Recognition Programs


Format : Softcover
Dimensions : 8.25x11
Page Count : 280
ISBN : 9781532029691
Format : E-Book
Dimensions : N/A
Page Count : 280
ISBN : 9781532029677

About the Book

This book is the third in our series describing patient-centered methodologies (PCM). It focuses on both the curative potential and the successful curative impact of medical interventions. It introduces an assessment procedure through which the curative impact of some particular medical intervention against a progressive and potentially fatal disease such as cancer may be ascertained.

The assessment procedure’s conclusions are probabilistic in nature. They are generated on an individually tailored, patient-by-patient basis. The curative efficacy of a medical intervention is calculated as a time-phased probability for each separate patient. The intervention’s overall curative efficacy is also calculated, probabilistically, for a given patient population.

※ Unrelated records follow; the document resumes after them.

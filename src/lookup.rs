/// Shared lookup workflow for the HTTP handlers.
///
/// The service owns the upstream client and the cache store and orchestrates
/// the full path for a query:
/// 1. Validate and canonicalize the query
/// 2. Derive the cache fingerprint
/// 3. Return the cached record on a hit
/// 4. On a miss, call the provider, normalize + score, cache, return
use crate::cache_storage::{CacheNamespace, CacheStorage};
use crate::confidence;
use crate::errors::AppError;
use crate::fingerprint::derive_fingerprint;
use crate::gateway_client::SkipTraceClient;
use crate::models::{NormalizedIdentity, SkipTraceQuery};
use crate::normalizer::normalize;
use serde_json::Value;

#[derive(Clone)]
pub struct SkipTraceService {
    client: SkipTraceClient,
    storage: CacheStorage,
    /// TTL applied to skip-trace results.
    result_ttl_seconds: i64,
    /// TTL applied to property-detail payloads.
    detail_ttl_seconds: i64,
}

impl SkipTraceService {
    pub fn new(
        client: SkipTraceClient,
        storage: CacheStorage,
        result_ttl_seconds: i64,
        detail_ttl_seconds: i64,
    ) -> Self {
        Self {
            client,
            storage,
            result_ttl_seconds,
            detail_ttl_seconds,
        }
    }

    /// Resolves a query to a normalized identity record.
    ///
    /// Two calls with the same query within the TTL window reach the provider
    /// exactly once: the normalized+scored record is cached under the query
    /// fingerprint and served directly on hits, with no re-normalization. An
    /// upstream failure is propagated without writing to the cache, so the
    /// next attempt starts from scratch.
    pub async fn lookup(&self, query: &SkipTraceQuery) -> Result<NormalizedIdentity, AppError> {
        let query = query.normalized()?;
        let key = derive_fingerprint(&query);

        if let Some(cached) = self.storage.get(CacheNamespace::SkipTrace, &key).await? {
            match serde_json::from_value::<NormalizedIdentity>(cached) {
                Ok(record) => {
                    tracing::info!("Skip trace cache hit (key: {})", key);
                    return Ok(record);
                }
                Err(e) => {
                    // Shape drift between releases reads as a miss.
                    tracing::warn!(
                        "Cached skip trace record no longer deserializes, refetching (key: {}): {}",
                        key,
                        e
                    );
                }
            }
        }

        tracing::info!("Skip trace cache miss, calling provider (key: {})", key);
        let raw = self.client.skip_trace(&query).await?;

        let mut record = normalize(&raw);
        record.match_confidence = confidence::score(&record.identity);

        let value = serde_json::to_value(&record)
            .map_err(|e| AppError::Internal(format!("Failed to serialize record: {}", e)))?;
        self.storage
            .set(CacheNamespace::SkipTrace, &key, &value, self.result_ttl_seconds)
            .await?;

        Ok(record)
    }

    /// Read-through lookup of a property-detail payload by provider id.
    ///
    /// Uses the `property_detail` namespace with the longer default TTL; the
    /// payload is cached and returned as-is.
    pub async fn property_detail(&self, property_id: &str) -> Result<Value, AppError> {
        if let Some(cached) = self
            .storage
            .get(CacheNamespace::PropertyDetail, property_id)
            .await?
        {
            tracing::info!("Property detail cache hit (id: {})", property_id);
            return Ok(cached);
        }

        tracing::info!("Property detail cache miss (id: {})", property_id);
        let detail = self.client.property_detail(property_id).await?;

        self.storage
            .set(
                CacheNamespace::PropertyDetail,
                property_id,
                &detail,
                self.detail_ttl_seconds,
            )
            .await?;

        Ok(detail)
    }
}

Suppose that a patient is diagnosed with some form of cancer. Suppose, further, that the patient undergoes a medical intervention known to possess some curative potential, but not guaranteed to cure everybody. For how long after the intervention must that patient wait with no evidence of further disease progression before concluding that the intervention was successful? How much time must elapse with no evidence of disease before concluding that the cancer has been beaten and, therefore, that the patient was cured? The assessment procedure introduced in this book attempts to answer precisely this question.

Patient-centered diagnosis, prognosis, and cure assessment all rely on a methodology that generates individually tailored probabilistic predictions of a specified medical outcome that a particular patient may experience. Predictions are based on observable diagnostic and prognostic factors. They are both particular-outcome-specific and individual-patient-specific. Hence, achieving predictive accuracy poses a formidable challenge. Nevertheless, PCM appears to produce more accurate individually tailored patient predictions than those typically achieved under current medical practice.

From a physician’s perspective greater accuracy can facilitate better treatment selection choices and other improvements in patient management. From a patient’s perspective greater accuracy can facilitate more appropriate future planning and lifestyle choices.


About the Author

James R. Miller III, Ph.D., was a professor at the Stanford Graduate School of Business for more than thirty years. He has been doing full-time cancer research since his retirement in 1997 as Walter and Elise Haas Professor of Business Administration. He has previously published three books and more than fifty monographs and articles in professional journals.

Mohammed Kashani-Sabet, M.D., is medical director of cancer programs at the California Pacific Medical Center. He also serves as director of the Center for Melanoma Research and Treatment and senior scientist at the CPMC Research Institute.

Richard W. Sagebiel, M.D., joined the clinical faculty of the University of California at San Francisco in 1970, working with others to form a clinical cooperative melanoma group. The venture stimulated the creation of similar melanoma groups throughout the country. From 1988 to 1998, he was director of the UCSF Melanoma Clinic. He retired and became a consultant.